2) Se démarquant du couple Femme Fatale-Fall guy on trouve aussi le couple loser poursuivi par une fatalité qui lui est extérieure et souvent voué à une cavale sans issue (le prototype restant Bonnie and Clyde). Le crime est soit le fruit de l´amour fou antisocial (Gun Crazy de Joseph H. Lewis, adapté d´une nouvelle de MacKinlay Kantor en 1950), soit de la mécanique sociale qui broie les amants (They Shoot Horses, Don't They? d´Horace McCoy, 1935).

3) Une variante du loser qui s´érigera en sous-genre émergent d´après-guerre est celui du roman du « loser psychopathe », figure limitrophe avec le roman de suspense. C´est l´articulation des éléments du texte (atmosphère « noire » et fatalité socio-psychologique vs. procédés du suspense ou de l´horreur) qui permettra de départager la dominante générique. Qu´ils soient paumés (tel Ralph Angers dans A killer is loose de Gil Brewer, 1954), ou machiavéliques, combinant une grande minutie dans la préparation de leurs méfaits et une réactivité ingénieuse à l´accumulation de déboires qui en compliquent l´exécution (tel le sheriff Lou Ford dans The Killer Inside Me de Jim Thompson, 1952), les psychopathes du noir sont à la fois bourreaux et victimes. Le crime est le symptôme d´un dérèglement psychique que le texte nous force à confronter, en attendant la mise à mort finale qui y mette fin. Ironiquement, plusieurs textes de Thompson laissent le tueur impuni et indétectable, prolongeant le malaise et la paranoïa au-delà de la lecture.

Comme dans le cas du roman à énigme, le Roman Noir de la victime est difficilement distinguable du roman de suspense. Là aussi, tout dépend si le texte emphatise plutôt la logique narrative du suspense ou le déterminisme du milieu et l´atmosphère « noire » (œuvre limitrophe d´un William Irish, penchant selon les textes d´un bord ou de l´autre, ce dont témoignent ses multiples adaptations transmédiatiques). Les innocents persécutés (par la Loi ou les gangsters, voire les deux) rejoignent les losers en cavale dans une galerie de paumés empreinte d´une certaine poétique de l´échec, voire d´une Weltanschauung existentialiste.
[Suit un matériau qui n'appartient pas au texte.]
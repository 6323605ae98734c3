//! Serial-port modem backend
//!
//! The modem UART is a serial device; PWRKEY is wired to DTR and the
//! optional supply-enable switch to RTS, as on the usual USB carrier boards.

use super::io::ModemIo;
use anyhow::Context;
use serialport::SerialPort;
use std::io::{Read, Write};
use std::time::{Duration, Instant};
use tracing::info;

/// Read timeout for one poll of the port
const READ_POLL: Duration = Duration::from_millis(20);

pub struct SerialModem {
    port: Box<dyn SerialPort>,
    epoch: Instant,
    has_supply_switch: bool,
}

impl SerialModem {
    pub fn open(path: &str, baud: u32, has_supply_switch: bool) -> anyhow::Result<Self> {
        let port = serialport::new(path, baud)
            .timeout(READ_POLL)
            .open()
            .with_context(|| format!("failed to open modem port {}", path))?;
        info!("Modem UART open on {} @ {} baud", path, baud);
        Ok(Self {
            port,
            epoch: Instant::now(),
            has_supply_switch,
        })
    }
}

impl ModemIo for SerialModem {
    fn write(&mut self, data: &[u8]) -> anyhow::Result<()> {
        self.port.write_all(data).context("modem UART write failed")?;
        self.port.flush().context("modem UART flush failed")?;
        Ok(())
    }

    fn read(&mut self, buf: &mut [u8]) -> anyhow::Result<usize> {
        match self.port.read(buf) {
            Ok(n) => Ok(n),
            Err(e) if e.kind() == std::io::ErrorKind::TimedOut => Ok(0),
            Err(e) => Err(e).context("modem UART read failed"),
        }
    }

    fn set_power_key(&mut self, asserted: bool) -> anyhow::Result<()> {
        self.port
            .write_data_terminal_ready(asserted)
            .context("failed to drive PWRKEY (DTR)")
    }

    fn set_supply(&mut self, on: bool) -> anyhow::Result<()> {
        if !self.has_supply_switch {
            anyhow::bail!("board has no switchable modem supply");
        }
        self.port
            .write_request_to_send(on)
            .context("failed to drive supply enable (RTS)")
    }

    fn now_ms(&self) -> u64 {
        self.epoch.elapsed().as_millis() as u64
    }

    fn delay_ms(&mut self, ms: u64) {
        std::thread::sleep(Duration::from_millis(ms));
    }
}
//! AT response tokenizer
//!
//! Responses are split into trimmed CRLF lines; information lines of the
//! form `+TAG: a,b,"c"` are split into comma fields with quotes stripped.
//! Every parser returns an error when its line is missing instead of a
//! made-up value.

/// Non-empty, trimmed lines of a response
pub fn lines(text: &str) -> impl Iterator<Item = &str> {
    text.split(['\r', '\n'])
        .map(str::trim)
        .filter(|l| !l.is_empty())
}

/// First line starting with `prefix`
pub fn find_line<'a>(text: &'a str, prefix: &str) -> Option<&'a str> {
    lines(text).find(|l| l.starts_with(prefix))
}

/// Comma-separated fields of the first `prefix` line (e.g. `+CSQ:`)
pub fn fields<'a>(text: &'a str, prefix: &str) -> anyhow::Result<Vec<&'a str>> {
    let line = find_line(text, prefix)
        .ok_or_else(|| anyhow::anyhow!("no {} line in response", prefix))?;
    Ok(line[prefix.len()..]
        .split(',')
        .map(|f| f.trim().trim_matches('"'))
        .collect())
}

fn int_field(fields: &[&str], index: usize, what: &str) -> anyhow::Result<i32> {
    let raw = fields
        .get(index)
        .ok_or_else(|| anyhow::anyhow!("{} missing (field {})", what, index))?;
    raw.parse::<i32>()
        .or_else(|_| raw.parse::<f64>().map(|v| v.round() as i32))
        .map_err(|e| anyhow::anyhow!("{} not numeric {:?}: {}", what, raw, e))
}

/// SIM ICCID from `AT+CCID`.
///
/// Takes the digits after `+CCID:` when present, otherwise the first run
/// of 19 to 22 digits anywhere in the response.
pub fn parse_iccid(text: &str) -> anyhow::Result<String> {
    if let Some(line) = find_line(text, "+CCID:") {
        let value: String = line["+CCID:".len()..]
            .trim()
            .chars()
            .take_while(|c| c.is_ascii_alphanumeric())
            .collect();
        if !value.is_empty() {
            return Ok(value);
        }
    }

    text.split(|c: char| !c.is_ascii_digit())
        .find(|run| (19..=22).contains(&run.len()))
        .map(str::to_string)
        .ok_or_else(|| anyhow::anyhow!("no ICCID in response"))
}

/// Received signal strength index from `+CSQ: <rssi>,<ber>` (99 = unknown)
pub fn parse_csq(text: &str) -> anyhow::Result<u8> {
    let f = fields(text, "+CSQ:")?;
    let rssi = int_field(&f, 0, "CSQ rssi")?;
    u8::try_from(rssi).map_err(|_| anyhow::anyhow!("CSQ rssi out of range: {}", rssi))
}

/// Serving-cell radio metrics from `AT+CPSI?`
#[derive(Debug, Clone, PartialEq, Eq)]
pub struct CellInfo {
    pub system_mode: String,
    pub operation_mode: String,
    pub rsrq: i32,
    pub rsrp: i32,
    pub rssi: i32,
    pub sinr: i32,
}

/// Parse an LTE `+CPSI:` line.
///
/// Layout: mode, op-mode, MCC-MNC, TAC, cell id, PCI, band, EARFCN,
/// DL bw, UL bw, RSRQ, RSRP, RSSI, SINR.
pub fn parse_cpsi(text: &str) -> anyhow::Result<CellInfo> {
    let f = fields(text, "+CPSI:")?;
    if f.len() < 14 {
        anyhow::bail!("CPSI has {} fields, need 14 (no LTE service?)", f.len());
    }
    Ok(CellInfo {
        system_mode: f[0].to_string(),
        operation_mode: f[1].to_string(),
        rsrq: int_field(&f, 10, "RSRQ")?,
        rsrp: int_field(&f, 11, "RSRP")?,
        rssi: int_field(&f, 12, "RSSI")?,
        sinr: int_field(&f, 13, "SINR")?,
    })
}

/// Result code of `+CAOPEN: <cid>,<result>` for the given connection id
pub fn parse_caopen(text: &str, cid: u8) -> anyhow::Result<i32> {
    lines(text)
        .filter(|l| l.starts_with("+CAOPEN:"))
        .filter_map(|l| {
            let mut parts = l["+CAOPEN:".len()..].split(',').map(str::trim);
            let id = parts.next()?.parse::<u8>().ok()?;
            let result = parts.next()?.parse::<i32>().ok()?;
            (id == cid).then_some(result)
        })
        .next()
        .ok_or_else(|| anyhow::anyhow!("no +CAOPEN result for connection {}", cid))
}

/// Whether `+CASTATE:` reports connection `cid` as connected (state 1)
pub fn socket_connected(text: &str, cid: u8) -> bool {
    lines(text)
        .filter(|l| l.starts_with("+CASTATE:"))
        .any(|l| {
            let mut parts = l["+CASTATE:".len()..].split(',').map(str::trim);
            parts.next().and_then(|id| id.parse::<u8>().ok()) == Some(cid)
                && parts.next() == Some("1")
        })
}

/// Payload of `+CARECV: <len>,<data>`
pub fn parse_carecv(text: &str) -> anyhow::Result<String> {
    let line = find_line(text, "+CARECV:")
        .ok_or_else(|| anyhow::anyhow!("no +CARECV line in response"))?;
    let rest = line["+CARECV:".len()..].trim();
    let (len, data) = rest.split_once(',').unwrap_or((rest, ""));
    let len: usize = len
        .trim()
        .parse()
        .map_err(|e| anyhow::anyhow!("bad CARECV length {:?}: {}", len, e))?;
    Ok(data.chars().take(len).collect())
}
//! Error types for the resolution engine.
//!
//! Mirrors the source's split between hard failures (repository I/O and
//! contract violations) and value-construction errors: every fallible
//! constructor in [`crate::version`] gets its own variant here rather than
//! a single catch-all string.

use thiserror::Error;

use crate::version::PreReleaseClassifier;

/// Result type alias used throughout `semres`.
pub type Result<T> = std::result::Result<T, ResolutionError>;

/// Errors raised by the version-algebra's smart constructors and operations.
#[derive(Error, Debug, Clone, PartialEq, Eq)]
pub enum VersionError {
    #[error("invalid major version: {0}")]
    InvalidMajorVersion(i64),

    #[error("invalid minor version: {0}")]
    InvalidMinorVersion(i64),

    #[error("invalid patch number: {0}")]
    InvalidPatchNumber(i64),

    #[error("invalid pre-release number: {0}")]
    InvalidPreReleaseNumber(i64),

    #[error("pre-release classifier {0:?} requires a number")]
    MissingPreReleaseNumber(PreReleaseClassifier),

    #[error("pre-release classifier {0:?} does not take a number")]
    UnexpectedPreReleaseNumber(PreReleaseClassifier),

    #[error("classifier {0:?} is not versioned")]
    ClassifierNotVersioned(PreReleaseClassifier),

    #[error("invalid pre-release transition: {0}")]
    InvalidPreReleaseTransition(String),

    #[error("version is not a pre-release")]
    NotAPreReleaseVersion,

    #[error("invalid build metadata: {0}")]
    InvalidMetadata(String),
}

/// Errors raised while parsing a SemVer string.
#[derive(Error, Debug, Clone, PartialEq, Eq)]
pub enum VersionParseError {
    #[error("invalid version format: {0}")]
    InvalidVersionFormat(String),

    #[error("invalid numeric field {field}: {value}")]
    InvalidNumericField { field: &'static str, value: String },

    #[error("unrecognized pre-release identifiers: {0:?}")]
    UnrecognizedPreRelease(Vec<String>),

    #[error("invalid build metadata: {0}")]
    InvalidMetadata(String),
}

/// The top-level error type surfaced by the resolver and its collaborators.
///
/// Hard failures only: anything arising from user commit-message content
/// (malformed directives, unparseable tags, overflowing absolute setters)
/// is swallowed by the component that encountered it and never reaches
/// this type.
#[derive(Error, Debug, Clone, PartialEq, Eq)]
pub enum ResolutionError {
    #[error("not a git repository: {0}")]
    NotAGitRepository(String),

    #[error("git command failed: {command} (exit {exit_code:?}): {stderr}")]
    GitCommandFailed {
        command: String,
        exit_code: Option<i32>,
        stdout: String,
        stderr: String,
    },

    #[error("invalid sha length: {0} (must be between 7 and 40)")]
    InvalidShaLength(u8),

    #[error(transparent)]
    Version(#[from] VersionError),

    #[error(transparent)]
    Parse(#[from] VersionParseError),
}

impl ResolutionError {
    /// Build a [`ResolutionError::GitCommandFailed`] from a finished subprocess.
    pub fn from_git_output(command: impl Into<String>, output: &std::process::Output) -> Self {
        ResolutionError::GitCommandFailed {
            command: command.into(),
            exit_code: output.status.code(),
            stdout: String::from_utf8_lossy(&output.stdout).into_owned(),
            stderr: String::from_utf8_lossy(&output.stderr).into_owned(),
        }
    }
}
D) Hybridations du Roman Noir :

            De par sa grande flexibilité formelle et thématique, le Noir peut facilement « colorer » divers autres genres. Ce fut le cas notamment au cinéma lors des grandes années du film noir, où l´aspect visuel et iconographique si singulier permit d´influencer toute la production de l´époque :  l´on vit ainsi des westerns noirs, du « techno-noir », des mélodrames noirs, voire des comédies musicales noires... Parmi les croisements les plus visibles, signalons :

1) Aux frontières du polar et de l´anticipation a émergé un riche courant de SF Noir dont le rejeton le plus visible reste le cyberpunk (abreuvé aux sources des pionniers les plus marqués par cette hybridation –P. K. Dick, Alfred Bester, etc.)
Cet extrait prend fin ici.